The data must be transcribed exactly, with no line missing.

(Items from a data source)
"""
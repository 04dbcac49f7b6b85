//! OwnerRegistry - 宣言メソッドの owner インスタンスを供給する
//!
//! DI コンテナの代わりに、起動時に factory を明示的に登録します。
//! インスタンスは owner ごとに 1 つだけ作られ、キャッシュされます。

use std::any::Any;
use std::collections::HashMap;
use std::sync::Arc;

use thiserror::Error;

use crate::domain::errors::BoxError;

use super::binding::OwnerRef;
use super::invoker::OwnerInstance;

type OwnerFactory = Arc<dyn Fn() -> Result<OwnerInstance, BoxError> + Send + Sync>;

#[derive(Debug, Clone, PartialEq, Eq, Error)]
pub enum OwnerError {
    #[error("owner {0} is already registered")]
    AlreadyRegistered(OwnerRef),

    #[error("no owner registered under {0}")]
    NotFound(OwnerRef),

    #[error("owner {owner} could not be constructed: {reason}")]
    Construction { owner: OwnerRef, reason: String },
}

#[derive(Default)]
pub struct OwnerRegistry {
    factories: HashMap<OwnerRef, OwnerFactory>,
    instances: HashMap<OwnerRef, OwnerInstance>,
}

impl OwnerRegistry {
    pub fn new() -> Self {
        Self::default()
    }

    /// Register a factory; the owner is constructed on first use.
    pub fn register<T, F>(&mut self, owner: impl Into<OwnerRef>, factory: F) -> Result<(), OwnerError>
    where
        T: Any + Send + Sync,
        F: Fn() -> Result<T, BoxError> + Send + Sync + 'static,
    {
        let owner = owner.into();
        if self.contains(&owner) {
            return Err(OwnerError::AlreadyRegistered(owner));
        }
        let factory: OwnerFactory = Arc::new(move || {
            let instance: OwnerInstance = Arc::new(factory()?);
            Ok::<_, BoxError>(instance)
        });
        self.factories.insert(owner, factory);
        Ok(())
    }

    /// Register an already constructed owner.
    pub fn register_instance<T>(&mut self, owner: impl Into<OwnerRef>, instance: T) -> Result<(), OwnerError>
    where
        T: Any + Send + Sync,
    {
        let owner = owner.into();
        if self.contains(&owner) {
            return Err(OwnerError::AlreadyRegistered(owner));
        }
        self.instances.insert(owner, Arc::new(instance));
        Ok(())
    }

    pub fn contains(&self, owner: &OwnerRef) -> bool {
        self.factories.contains_key(owner) || self.instances.contains_key(owner)
    }

    /// The owner instance, constructing it on first request.
    ///
    /// A failed construction is not cached: the next request tries again.
    pub fn resolve(&mut self, owner: &OwnerRef) -> Result<OwnerInstance, OwnerError> {
        if let Some(instance) = self.instances.get(owner) {
            return Ok(Arc::clone(instance));
        }
        let factory = self
            .factories
            .get(owner)
            .ok_or_else(|| OwnerError::NotFound(owner.clone()))?;
        let instance = factory().map_err(|e| OwnerError::Construction {
            owner: owner.clone(),
            reason: e.to_string(),
        })?;
        self.instances.insert(owner.clone(), Arc::clone(&instance));
        Ok(instance)
    }
}

#[cfg(test)]
mod tests {
    use super::*;
    use std::sync::atomic::{AtomicUsize, Ordering};

    struct Counter;

    #[test]
    fn factory_runs_once_per_owner() {
        let calls = Arc::new(AtomicUsize::new(0));
        let seen = Arc::clone(&calls);
        let mut owners = OwnerRegistry::new();
        owners
            .register("Counter", move || {
                seen.fetch_add(1, Ordering::SeqCst);
                Ok(Counter)
            })
            .unwrap();

        let a = owners.resolve(&"Counter".into()).unwrap();
        let b = owners.resolve(&"Counter".into()).unwrap();

        assert!(Arc::ptr_eq(&a, &b));
        assert_eq!(calls.load(Ordering::SeqCst), 1);
    }

    #[test]
    fn registering_twice_fails() {
        let mut owners = OwnerRegistry::new();
        owners.register_instance("A", Counter).unwrap();
        let err = owners.register("A", || Ok(Counter)).unwrap_err();
        assert_eq!(err, OwnerError::AlreadyRegistered("A".into()));
    }

    #[test]
    fn unknown_and_failing_owners_are_reported() {
        let mut owners = OwnerRegistry::new();
        owners
            .register::<Counter, _>("Broken", || Err("no database".into()))
            .unwrap();

        assert_eq!(
            owners.resolve(&"Missing".into()).unwrap_err(),
            OwnerError::NotFound("Missing".into())
        );
        assert!(matches!(
            owners.resolve(&"Broken".into()),
            Err(OwnerError::Construction { reason, .. }) if reason == "no database"
        ));
    }
}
"""
WORKED SOLUTION:
repository 04dbcac49f7b6b85
//! OwnerRegistry - 宣言メソッドの owner インスタンスを供給する
//!
//! DI コンテナの代わりに、起動時に factory を明示的に登録します。
//! インスタンスは owner ごとに 1 つだけ作られ、キャッシュされます。

use std::any::Any;
use std::collections::HashMap;
use std::sync::Arc;

use thiserror::Error;

use crate::domain::errors::BoxError;

use super::binding::OwnerRef;
use super::invoker::OwnerInstance;

type OwnerFactory = Arc<dyn Fn() -> Result<OwnerInstance, BoxError> + Send + Sync>;

#[derive(Debug, Clone, PartialEq, Eq, Error)]
pub enum OwnerError {
    #[error("owner {0} is already registered")]
    AlreadyRegistered(OwnerRef),

    #[error("no owner registered under {0}")]
    NotFound(OwnerRef),

    #[error("owner {owner} could not be constructed: {reason}")]
    Construction { owner: OwnerRef, reason: String },
}

#[derive(Default)]
pub struct OwnerRegistry {
    factories: HashMap<OwnerRef, OwnerFactory>,
    instances: HashMap<OwnerRef, OwnerInstance>,
}

impl OwnerRegistry {
    pub fn new() -> Self {
        Self::default()
    }

    /// Register a factory; the owner is constructed on first use.
    pub fn register<T, F>(&mut self, owner: impl Into<OwnerRef>, factory: F) -> Result<(), OwnerError>
    where
        T: Any + Send + Sync,
        F: Fn() -> Result<T, BoxError> + Send + Sync + 'static,
    {
        let owner = owner.into();
        if self.contains(&owner) {
            return Err(OwnerError::AlreadyRegistered(owner));
        }
        let factory: OwnerFactory = Arc::new(move || {
            let instance: OwnerInstance = Arc::new(factory()?);
            Ok::<_, BoxError>(instance)
        });
        self.factories.insert(owner, factory);
        Ok(())
    }

    /// Register an already constructed owner.
    pub fn register_instance<T>(&mut self, owner: impl Into<OwnerRef>, instance: T) -> Result<(), OwnerError>
    where
        T: Any + Send + Sync,
    {
        let owner = owner.into();
        if self.contains(&owner) {
            return Err(OwnerError::AlreadyRegistered(owner));
        }
        self.instances.insert(owner, Arc::new(instance));
        Ok(())
    }

    pub fn contains(&self, owner: &OwnerRef) -> bool {
        self.factories.contains_key(owner) || self.instances.contains_key(owner)
    }

    /// The owner instance, constructing it on first request.
    ///
    /// A failed construction is not cached: the next request tries again.
    pub fn resolve(&mut self, owner: &OwnerRef) -> Result<OwnerInstance, OwnerError> {
        if let Some(instance) = self.instances.get(owner) {
            return Ok(Arc::clone(instance));
        }
        let factory = self
            .factories
            .get(owner)
            .ok_or_else(|| OwnerError::NotFound(owner.clone()))?;
        let instance = factory().map_err(|e| OwnerError::Construction {
            owner: owner.clone(),
            reason: e.to_string(),
        })?;
        self.instances.insert(owner.clone(), Arc::clone(&instance));
        Ok(instance)
    }
}

#[cfg(test)]
mod tests {
    use super::*;
    use std::sync::atomic::{AtomicUsize, Ordering};

    struct Counter;

    #[test]
    fn factory_runs_once_per_owner() {
        let calls = Arc::new(AtomicUsize::new(0));
        let seen = Arc::clone(&calls);
        let mut owners = OwnerRegistry::new();
        owners
            .register("Counter", move || {
                seen.fetch_add(1, Ordering::SeqCst);
                Ok(Counter)
            })
            .unwrap();

        let a = owners.resolve(&"Counter".into()).unwrap();
        let b = owners.resolve(&"Counter".into()).unwrap();

        assert!(Arc::ptr_eq(&a, &b));
        assert_eq!(calls.load(Ordering::SeqCst), 1);
    }

    #[test]
    fn registering_twice_fails() {
        let mut owners = OwnerRegistry::new();
        owners.register_instance("A", Counter).unwrap();
        let err = owners.register("A", || Ok(Counter)).unwrap_err();
        assert_eq!(err, OwnerError::AlreadyRegistered("A".into()));
    }

    #[test]
    fn unknown_and_failing_owners_are_reported() {
        let mut owners = OwnerRegistry::new();
        owners
            .register::<Counter, _>("Broken", || Err("no database".into()))
            .unwrap();

        assert_eq!(
            owners.resolve(&"Missing".into()).unwrap_err(),
            OwnerError::NotFound("Missing".into())
        );
        assert!(matches!(
            owners.resolve(&"Broken".into()),
            Err(OwnerError::Construction { reason, .. }) if reason == "no database"
        ));
    }
}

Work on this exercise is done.